--- Data for analysis ---

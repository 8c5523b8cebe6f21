//! Individual preprocessing steps

pub mod denoise;
pub mod dilate;
pub mod grayscale;
pub mod threshold;
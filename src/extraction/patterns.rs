//! Surface syntaxes that tie a test name to its value and reference range.
//!
//! Patterns are plain data: adding a syntax means adding a [`PatternSpec`]
//! to [`BUILTIN_PATTERNS`], the extractor loop does not change.

use regex::{Regex, RegexBuilder};
use std::sync::LazyLock;

/// Capture group names a pattern uses for each record field
#[derive(Debug, Clone, Copy, PartialEq, Eq)]
pub struct FieldMap {
    pub name: &'static str,
    pub value: &'static str,
    pub unit: &'static str,
    pub range: &'static str,
}

impl FieldMap {
    pub const STANDARD: FieldMap = FieldMap {
        name: "test_name",
        value: "test_value",
        unit: "unit",
        range: "ref_range",
    };
}

/// Uncompiled pattern table entry
#[derive(Debug, Clone, Copy)]
pub struct PatternSpec {
    pub label: &'static str,
    pub regex: &'static str,
    pub fields: FieldMap,
}

/// Compiled pattern ready for matching
#[derive(Debug, Clone)]
pub struct LabPattern {
    pub label: &'static str,
    pub regex: Regex,
    pub fields: FieldMap,
}

impl LabPattern {
    /// Compile a spec; matching is always case-insensitive
    pub fn compile(spec: &PatternSpec) -> Result<Self, regex::Error> {
        let regex = RegexBuilder::new(spec.regex)
            .case_insensitive(true)
            .multi_line(true)
            .build()?;

        Ok(Self {
            label: spec.label,
            regex,
            fields: spec.fields,
        })
    }
}

/// Built-in syntaxes, tried in this order
pub const BUILTIN_PATTERNS: [PatternSpec; 4] = [
    // HEMOGLOBIN 13.5 g/dL 13.0-17.0
    PatternSpec {
        label: "space",
        regex: r"(?P<test_name>[A-Z][A-Z\s\(\)/]+)\s+(?P<test_value>\d+\.?\d*)\s*(?P<unit>[a-zA-Z%/]+)?\s*(?P<ref_range>\d+\.?\d*\s*-\s*\d+\.?\d*)",
        fields: FieldMap::STANDARD,
    },
    // GLUCOSE: 250 mg/dL (70-110)
    PatternSpec {
        label: "colon",
        regex: r"(?P<test_name>[A-Z][A-Z\s\(\)/]+):\s*(?P<test_value>\d+\.?\d*)\s*(?P<unit>[a-zA-Z%/]+)?\s*[\(\[]?(?P<ref_range>\d+\.?\d*\s*-\s*\d+\.?\d*)[\)\]]?",
        fields: FieldMap::STANDARD,
    },
    // SODIUM = 140 mmol/L [135-145]
    PatternSpec {
        label: "equals",
        regex: r"(?P<test_name>[A-Z][A-Z\s\(\)/]+)\s*=\s*(?P<test_value>\d+\.?\d*)\s*(?P<unit>[a-zA-Z%/]+)?\s*[\(\[]?(?P<ref_range>\d+\.?\d*\s*-\s*\d+\.?\d*)[\)\]]?",
        fields: FieldMap::STANDARD,
    },
    // UREA - 30 mg/dL (15-40)
    PatternSpec {
        label: "hyphen",
        regex: r"(?P<test_name>[A-Z][A-Z\s\(\)/]+)\s*-\s*(?P<test_value>\d+\.?\d*)\s*(?P<unit>[a-zA-Z%/]+)?\s*[\(\[]?(?P<ref_range>\d+\.?\d*\s*-\s*\d+\.?\d*)[\)\]]?",
        fields: FieldMap::STANDARD,
    },
];

static COMPILED_BUILTINS: LazyLock<Vec<LabPattern>> = LazyLock::new(|| {
    BUILTIN_PATTERNS
        .iter()
        .map(|spec| LabPattern::compile(spec).expect("built-in lab pattern must compile"))
        .collect()
});

/// The compiled built-in table, compiled once per process
pub fn builtin_patterns() -> &'static [LabPattern] {
    &COMPILED_BUILTINS
}
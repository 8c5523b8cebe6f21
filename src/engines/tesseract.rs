//! Tesseract engine implementation
//!
//! Runs the system `tesseract` executable on a temporary PNG and reads the
//! recognized text from stdout.

use crate::config::OcrSettings;
use crate::engine::OcrEngine;
use crate::error::LabError;
use image::GrayImage;
use std::path::{Path, PathBuf};
use std::process::Command;

/// Install locations checked when `tesseract` is not on PATH
const FALLBACK_LOCATIONS: &[&str] = &[
    r"C:\Program Files\Tesseract-OCR\tesseract.exe",
    r"C:\Program Files (x86)\Tesseract-OCR\tesseract.exe",
    "/usr/bin/tesseract",
    "/usr/local/bin/tesseract",
    "/opt/homebrew/bin/tesseract",
    "/opt/local/bin/tesseract",
];

#[cfg(windows)]
const EXECUTABLE_NAMES: &[&str] = &["tesseract.exe", "tesseract"];
#[cfg(not(windows))]
const EXECUTABLE_NAMES: &[&str] = &["tesseract"];

/// Resolve the tesseract executable
///
/// An explicit path is never replaced by a discovered one; if it does not
/// exist the engine is unavailable.
pub fn locate_tesseract(explicit: Option<&Path>) -> Option<PathBuf> {
    if let Some(path) = explicit {
        return path.is_file().then(|| path.to_path_buf());
    }

    search_path().or_else(|| {
        FALLBACK_LOCATIONS
            .iter()
            .map(PathBuf::from)
            .find(|candidate| candidate.is_file())
    })
}

fn search_path() -> Option<PathBuf> {
    let path_var = std::env::var_os("PATH")?;
    std::env::split_paths(&path_var).find_map(|dir| {
        EXECUTABLE_NAMES
            .iter()
            .map(|name| dir.join(name))
            .find(|candidate| candidate.is_file())
    })
}

/// Tesseract OCR Engine
pub struct TesseractEngine {
    command: PathBuf,
    settings: OcrSettings,
}

impl TesseractEngine {
    pub fn new(command: PathBuf, settings: OcrSettings) -> Self {
        tracing::info!(
            "Tesseract engine ready (command: {}, language: {}, psm: {}, oem: {}, dpi: {})",
            command.display(),
            settings.language,
            settings.psm,
            settings.oem,
            settings.dpi
        );
        Self { command, settings }
    }

    /// Arguments following `<input> stdout`
    fn config_args(&self) -> Vec<String> {
        vec![
            "--oem".to_string(),
            self.settings.oem.to_string(),
            "--psm".to_string(),
            self.settings.psm.to_string(),
            "-l".to_string(),
            self.settings.language.clone(),
            "--dpi".to_string(),
            self.settings.dpi.to_string(),
        ]
    }
}

impl OcrEngine for TesseractEngine {
    fn name(&self) -> &'static str {
        "tesseract"
    }

    fn recognize(&self, image: &GrayImage) -> Result<String, LabError> {
        let input = tempfile::Builder::new()
            .prefix("lab-report-")
            .suffix(".png")
            .tempfile()
            .map_err(|e| LabError::Internal(format!("Failed to create temp file: {}", e)))?;

        image
            .save_with_format(input.path(), image::ImageFormat::Png)
            .map_err(|e| LabError::Internal(format!("Failed to write temp image: {}", e)))?;

        let output = Command::new(&self.command)
            .arg(input.path())
            .arg("stdout")
            .args(self.config_args())
            .output()
            .map_err(|e| LabError::Ocr(format!("Failed to execute tesseract: {}", e)))?;

        if !output.status.success() {
            let stderr = String::from_utf8_lossy(&output.stderr);
            return Err(LabError::Ocr(format!(
                "tesseract exited with {}: {}",
                output.status,
                stderr.trim()
            )));
        }

        let text = String::from_utf8_lossy(&output.stdout).into_owned();
        tracing::debug!("Tesseract returned {} chars", text.len());
        Ok(text)
    }
}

---

Exercise:
Search the data for the string "output" and copy every line where it appears.

Answer space:
        let output = Command::new(&self.command)
            .output()
        if !output.status.success() {
            let stderr = String::from_utf8_lossy(&output.stderr);
                output.status,
        let text = String::from_utf8_lossy(&output.stdout).into_owned();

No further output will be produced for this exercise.